Forty high school seniors were named finalists for the Intel Science Talent Search 2008 (Intel STS). The competition, often called the "Junior Nobel Prize," is America's oldest and most prestigious high school science competition.
Finalists will travel to Washington, D.C. in March to compete for scholarships, with the top winner receiving a $100,000 scholarship from the Intel Foundation. Each finalist will receive at least $5,000 in scholarships and a new laptop featuring the Intel CoreTM2 Duo processor. While in Washington, D.C. finalists will undergo a rigorous judging process, meet with national leaders, interact with leading scientists and display their research at the National Academy of Sciences. Top winners will be announced at a black-tie gala held at the Ronald Reagan Building and International Trade Center on March 11.
This year's Intel STS finalists hail from 19 states and represent 35 schools. New York boasts the most finalists from any state with 15 (the most since 2004), followed by Pennsylvania with four and Texas with three. Schreiber High School was one of two comprehensive high schools nationwide to have two finalists.
Having yielded six semifinalists in the competition that were named on Jan. 16th, Schreiber's unique three-division Research Program provides the structure for intensive work in science, social science, and mathematics.
Stefan Klein Muller, 17, created a computer program to model a largely unknown process involved in the body's inflammatory response to damaged tissue for the medicine and health project he submitted to the Intel Science Talent Search. Because it is extremely difficult to experimentally study the migration of leukocytes through blood vessels as they move between vascular endothelial cells to the inflammation site, Stefan created a cellular automaton model that computationally simulates real-life processes using known information. He confirmed the model's predictions through experimentation with human umbilical cells, and believes it will help increase our understanding of inflammation. First in his class of 377 at Schreiber, Stefan is active in the drama club, technical managing editor of the school paper, president of the math honor society, and sings in the choir. He's been an active member of the National Youth Rights Association since eighth grade and was elected vice president last summer. The son of William and Joan Muller of Port Washington, he will study mathematics or physics at college in the fall.

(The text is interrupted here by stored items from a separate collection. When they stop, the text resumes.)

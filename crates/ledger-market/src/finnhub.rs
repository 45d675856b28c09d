//! Finnhub quote source.

use async_trait::async_trait;
use chrono::{TimeZone, Utc};
use ledger_core::error::QuoteError;
use ledger_core::round_half_up;
use ledger_core::traits::QuoteSource;
use ledger_core::types::Quote;
use reqwest::Client;
use rust_decimal::Decimal;
use serde::Deserialize;
use std::time::Duration;
use tracing::debug;

/// Finnhub API configuration.
#[derive(Debug, Clone)]
pub struct FinnhubConfig {
    pub api_key: String,
    pub base_url: String,
    pub timeout: Duration,
}

impl FinnhubConfig {
    /// Create config directly with a key.
    pub fn new(api_key: String, base_url: String, timeout: Duration) -> Self {
        Self { api_key, base_url, timeout }
    }

    /// Load the API key from the given environment variable.
    pub fn from_env(
        key_var: &str,
        base_url: String,
        timeout: Duration,
    ) -> Result<Self, QuoteError> {
        let api_key = std::env::var(key_var)
            .map_err(|_| QuoteError::Configuration(format!("{} not set", key_var)))?;
        Ok(Self::new(api_key, base_url, timeout))
    }
}

/// `/quote` response body.
#[derive(Debug, Deserialize)]
struct FinnhubQuote {
    /// Current price
    c: f64,
    /// High of the day
    h: Option<f64>,
    /// Low of the day
    l: Option<f64>,
    /// Open of the day
    o: Option<f64>,
    /// Previous close
    pc: f64,
    /// Unix seconds
    t: Option<i64>,
}

/// Quote source backed by the Finnhub REST API.
pub struct FinnhubQuoteSource {
    config: FinnhubConfig,
    client: Client,
}

impl FinnhubQuoteSource {
    /// Create a new client.
    pub fn new(config: FinnhubConfig) -> Result<Self, QuoteError> {
        let client = Client::builder()
            .timeout(config.timeout)
            .build()
            .map_err(|e| QuoteError::Connection(e.to_string()))?;

        Ok(Self { config, client })
    }

    fn to_price(value: f64) -> Result<Decimal, QuoteError> {
        Decimal::from_f64_retain(value)
            .map(|d| round_half_up(d, 2))
            .ok_or_else(|| QuoteError::Parse(format!("not a price: {}", value)))
    }

    fn to_optional_price(value: Option<f64>) -> Option<Decimal> {
        value
            .filter(|v| *v > 0.0)
            .and_then(|v| Self::to_price(v).ok())
    }

    fn parse_quote(symbol: &str, raw: FinnhubQuote) -> Result<Quote, QuoteError> {
        let current = Self::to_price(raw.c)?;
        if current <= Decimal::ZERO {
            // Finnhub answers unknown symbols with an all-zero body
            return Err(QuoteError::NoData(symbol.to_string()));
        }

        let timestamp = raw
            .t
            .and_then(|t| Utc.timestamp_opt(t, 0).single())
            .unwrap_or_else(Utc::now);

        Ok(Quote {
            symbol: symbol.to_string(),
            current,
            previous_close: Self::to_price(raw.pc)?,
            open: Self::to_optional_price(raw.o),
            high: Self::to_optional_price(raw.h),
            low: Self::to_optional_price(raw.l),
            timestamp,
        })
    }
}

#[async_trait]
impl QuoteSource for FinnhubQuoteSource {
    async fn quote(&self, symbol: &str) -> Result<Quote, QuoteError> {
        let url = format!("{}/quote", self.config.base_url.trim_end_matches('/'));
        debug!(symbol, "Fetching Finnhub quote");

        let resp = self
            .client
            .get(&url)
            .query(&[("symbol", symbol), ("token", self.config.api_key.as_str())])
            .send()
            .await
            .map_err(|e| QuoteError::Connection(e.to_string()))?;

        if !resp.status().is_success() {
            let status = resp.status();
            let text = resp.text().await.unwrap_or_default();
            return Err(QuoteError::Api(format!("{}: {}", status, text)));
        }

        let raw: FinnhubQuote = resp
            .json()
            .await
            .map_err(|e| QuoteError::Parse(e.to_string()))?;

        Self::parse_quote(symbol, raw)
    }

    fn name(&self) -> &str {
        "Finnhub"
    }
}
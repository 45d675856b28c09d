//! Core types and traits for the trading ledger.
//!
//! This crate provides the foundational building blocks including:
//! - Trader accounts, positions and transaction records
//! - Instruments and quotes
//! - Collaborator traits for stores and market data
//! - The ledger error taxonomy

pub mod error;
pub mod traits;
pub mod types;

pub use error::{AccountError, LedgerError, LedgerResult, QuoteError, StoreError};
pub use traits::*;
pub use types::*;
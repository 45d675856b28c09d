//! Logging setup.

use std::ffi::OsStr;
use std::path::Path;
use tracing_appender::non_blocking::WorkerGuard;
use tracing_appender::rolling::{InitError, RollingFileAppender, Rotation};
use tracing_subscriber::{fmt, prelude::*, EnvFilter};

/// Setup logging with the given level.
///
/// `RUST_LOG` overrides `level`. When `file` is set, events are also written
/// to a daily-rolling file next to it; the returned guard must be held until
/// exit so buffered lines are flushed.
pub fn setup_logging(
    level: &str,
    json: bool,
    file: Option<&Path>,
) -> Result<Option<WorkerGuard>, InitError> {
    let filter = EnvFilter::try_from_default_env().unwrap_or_else(|_| EnvFilter::new(level));

    let (writer, guard) = match file {
        Some(path) => {
            let (writer, guard) = tracing_appender::non_blocking(file_appender(path)?);
            (Some(writer), Some(guard))
        }
        None => (None, None),
    };
    let file_layer = writer.map(|w| fmt::layer().with_writer(w).with_ansi(false));

    if json {
        tracing_subscriber::registry()
            .with(filter)
            .with(file_layer)
            .with(fmt::layer().json())
            .init();
    } else {
        tracing_subscriber::registry()
            .with(filter)
            .with(file_layer)
            .with(fmt::layer().pretty())
            .init();
    }

    Ok(guard)
}

fn file_appender(path: &Path) -> Result<RollingFileAppender, InitError> {
    let directory = path
        .parent()
        .filter(|p| !p.as_os_str().is_empty())
        .unwrap_or_else(|| Path::new("."));
    let prefix = path
        .file_name()
        .unwrap_or_else(|| OsStr::new("ledger.log"))
        .to_string_lossy()
        .into_owned();

    RollingFileAppender::builder()
        .rotation(Rotation::DAILY)
        .filename_prefix(prefix)
        .build(directory)
}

Alexis Marie Mychajliw, 16, combined her interests in animal behavior and environmental science for the zoology project she submitted to the Intel Science Talent Search. As a participant in a statewide survey tracking Odonate family populations (dragon flies and damsel flies), she decided to collect additional data to discover the nature of population distribution and its application to conservation policy. Field research was conducted in two undisturbed wetland habitats with varying levels of vegetative cover, where catch-and-release means were used to assess Odonate behavior in relation to their habitat. Her findings indicate that - regardless of vegetative coverage - females are more likely to remain in adjoining meadows and males within wetlands, suggesting that both habitats are crucial for the survival of the entire Odonate population. At Schreiber, Alexis has been editor of the literary magazine for four years. A violinist and tennis player, she is also an imaginative cook, creating new dishes based on her grandmother's traditional Ukrainian recipes. The daughter of Peter and Belinda Mychajliw of Port Washington, she will study at Cornell University in the fall.
Mr. Jay Lewis, principal of Schreiber High School, commented: "These young research scholars have devoted a significant portion of their lives to research over the past several years and have demonstrated, through their amazing level of commitment, that they are in the upper echelon of high school seniors nationwide. We are so proud of them and know that these successes are signs of things to come in their bright futures."
Intel Corporation added sponsorship of the Science Talent Search to its extensive Education Initiative portfolio in 1998 to promote math and science education, a growing need in the United States. Over the past 10 years, Intel has increased the total annual awards and scholarships from $207,000 to $1.25 million. The company also reinvigorated the competition by adding awards for the schools and introducing technology to the experience, including handing out laptop computers to all 40 finalists.
Intel Chairman Craig Barrett noted, "2008 not only marks the 10th anniversary of Intel's sponsorship of the STS, but falling in a presidential election year this competition highlights more than ever the importance of supporting math and science education in the United States. Intel STS showcases the incredible advancements made by students across the nation when we get the system right and demonstrates the capabilities of the next generation."
Dr. Geoffrey N. Gordon, superintendent of schools in the Port Washington Union Free School District, stated that, "Once again, I wish to publicly thank and commend all of the students and teachers who participated in the research program which has led to continued Schreiber excellence in the Intel Competition. A special congratulations to Principal Lewis and his entire staff for further developing the research program at Schreiber leading to this wonderful outcome.
Continuing his comments, Dr. Gordon said, "It is a special honor this year that Stefan Muller and Alexis Mychajliw have achieved finalist status, placing Schreiber as one of only three high schools in the United States with more than one finalist in this very prestigious competition. Considering that there are only 40 finalists from more than 1,600 applicants in the United States, we could not be more proud of them!"
The entire Schreiber school community is proud of Stefan and Alexis for their impressive accomplishments.